=== Task requirements ===
Reproduce all the data verbatim.

=== Dataset ===
——

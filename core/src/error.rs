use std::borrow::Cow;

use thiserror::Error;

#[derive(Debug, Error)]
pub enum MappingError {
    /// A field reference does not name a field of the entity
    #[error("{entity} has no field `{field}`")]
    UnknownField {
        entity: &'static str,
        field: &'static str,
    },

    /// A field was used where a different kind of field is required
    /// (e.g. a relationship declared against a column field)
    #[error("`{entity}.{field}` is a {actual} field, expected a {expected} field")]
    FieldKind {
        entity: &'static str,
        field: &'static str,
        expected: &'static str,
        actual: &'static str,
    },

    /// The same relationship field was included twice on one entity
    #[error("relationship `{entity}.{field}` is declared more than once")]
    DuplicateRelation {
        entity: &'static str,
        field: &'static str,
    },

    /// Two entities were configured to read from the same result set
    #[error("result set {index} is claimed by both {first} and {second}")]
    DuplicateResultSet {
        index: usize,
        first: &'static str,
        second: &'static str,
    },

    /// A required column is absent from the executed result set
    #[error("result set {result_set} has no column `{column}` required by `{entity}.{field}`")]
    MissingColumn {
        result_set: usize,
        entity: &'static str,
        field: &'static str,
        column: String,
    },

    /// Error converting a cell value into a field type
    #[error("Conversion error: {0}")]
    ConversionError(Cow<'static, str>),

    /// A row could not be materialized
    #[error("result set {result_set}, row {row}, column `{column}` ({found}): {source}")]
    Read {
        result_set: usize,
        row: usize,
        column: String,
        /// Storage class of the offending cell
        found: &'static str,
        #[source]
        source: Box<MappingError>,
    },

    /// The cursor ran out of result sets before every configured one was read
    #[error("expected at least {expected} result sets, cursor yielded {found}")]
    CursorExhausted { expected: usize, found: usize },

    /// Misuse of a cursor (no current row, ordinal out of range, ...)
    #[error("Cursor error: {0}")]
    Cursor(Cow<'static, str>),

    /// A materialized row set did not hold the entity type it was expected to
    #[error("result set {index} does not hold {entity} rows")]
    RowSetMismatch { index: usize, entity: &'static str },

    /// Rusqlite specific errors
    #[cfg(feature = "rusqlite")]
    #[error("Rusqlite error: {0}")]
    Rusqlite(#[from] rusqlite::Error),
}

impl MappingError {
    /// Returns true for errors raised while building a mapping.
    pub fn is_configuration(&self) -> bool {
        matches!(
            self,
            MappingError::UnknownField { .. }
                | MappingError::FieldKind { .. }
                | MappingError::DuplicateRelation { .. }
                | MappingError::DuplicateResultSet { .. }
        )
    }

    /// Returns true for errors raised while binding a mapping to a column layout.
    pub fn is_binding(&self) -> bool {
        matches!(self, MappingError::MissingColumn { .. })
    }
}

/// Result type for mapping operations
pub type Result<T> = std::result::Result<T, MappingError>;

——

=== Problem solution ===
filename core/src/error.rs
use std::borrow::Cow;

use thiserror::Error;

#[derive(Debug, Error)]
pub enum MappingError {
    /// A field reference does not name a field of the entity
    #[error("{entity} has no field `{field}`")]
    UnknownField {
        entity: &'static str,
        field: &'static str,
    },

    /// A field was used where a different kind of field is required
    /// (e.g. a relationship declared against a column field)
    #[error("`{entity}.{field}` is a {actual} field, expected a {expected} field")]
    FieldKind {
        entity: &'static str,
        field: &'static str,
        expected: &'static str,
        actual: &'static str,
    },

    /// The same relationship field was included twice on one entity
    #[error("relationship `{entity}.{field}` is declared more than once")]
    DuplicateRelation {
        entity: &'static str,
        field: &'static str,
    },

    /// Two entities were configured to read from the same result set
    #[error("result set {index} is claimed by both {first} and {second}")]
    DuplicateResultSet {
        index: usize,
        first: &'static str,
        second: &'static str,
    },

    /// A required column is absent from the executed result set
    #[error("result set {result_set} has no column `{column}` required by `{entity}.{field}`")]
    MissingColumn {
        result_set: usize,
        entity: &'static str,
        field: &'static str,
        column: String,
    },

    /// Error converting a cell value into a field type
    #[error("Conversion error: {0}")]
    ConversionError(Cow<'static, str>),

    /// A row could not be materialized
    #[error("result set {result_set}, row {row}, column `{column}` ({found}): {source}")]
    Read {
        result_set: usize,
        row: usize,
        column: String,
        /// Storage class of the offending cell
        found: &'static str,
        #[source]
        source: Box<MappingError>,
    },

    /// The cursor ran out of result sets before every configured one was read
    #[error("expected at least {expected} result sets, cursor yielded {found}")]
    CursorExhausted { expected: usize, found: usize },

    /// Misuse of a cursor (no current row, ordinal out of range, ...)
    #[error("Cursor error: {0}")]
    Cursor(Cow<'static, str>),

    /// A materialized row set did not hold the entity type it was expected to
    #[error("result set {index} does not hold {entity} rows")]
    RowSetMismatch { index: usize, entity: &'static str },

    /// Rusqlite specific errors
    #[cfg(feature = "rusqlite")]
    #[error("Rusqlite error: {0}")]
    Rusqlite(#[from] rusqlite::Error),
}

impl MappingError {
    /// Returns true for errors raised while building a mapping.
    pub fn is_configuration(&self) -> bool {
        matches!(
            self,
            MappingError::UnknownField { .. }
                | MappingError::FieldKind { .. }
                | MappingError::DuplicateRelation { .. }
                | MappingError::DuplicateResultSet { .. }
        )
    }

    /// Returns true for errors raised while binding a mapping to a column layout.
    pub fn is_binding(&self) -> bool {
        matches!(self, MappingError::MissingColumn { .. })
    }
}

/// Result type for mapping operations
pub type Result<T> = std::result::Result<T, MappingError>;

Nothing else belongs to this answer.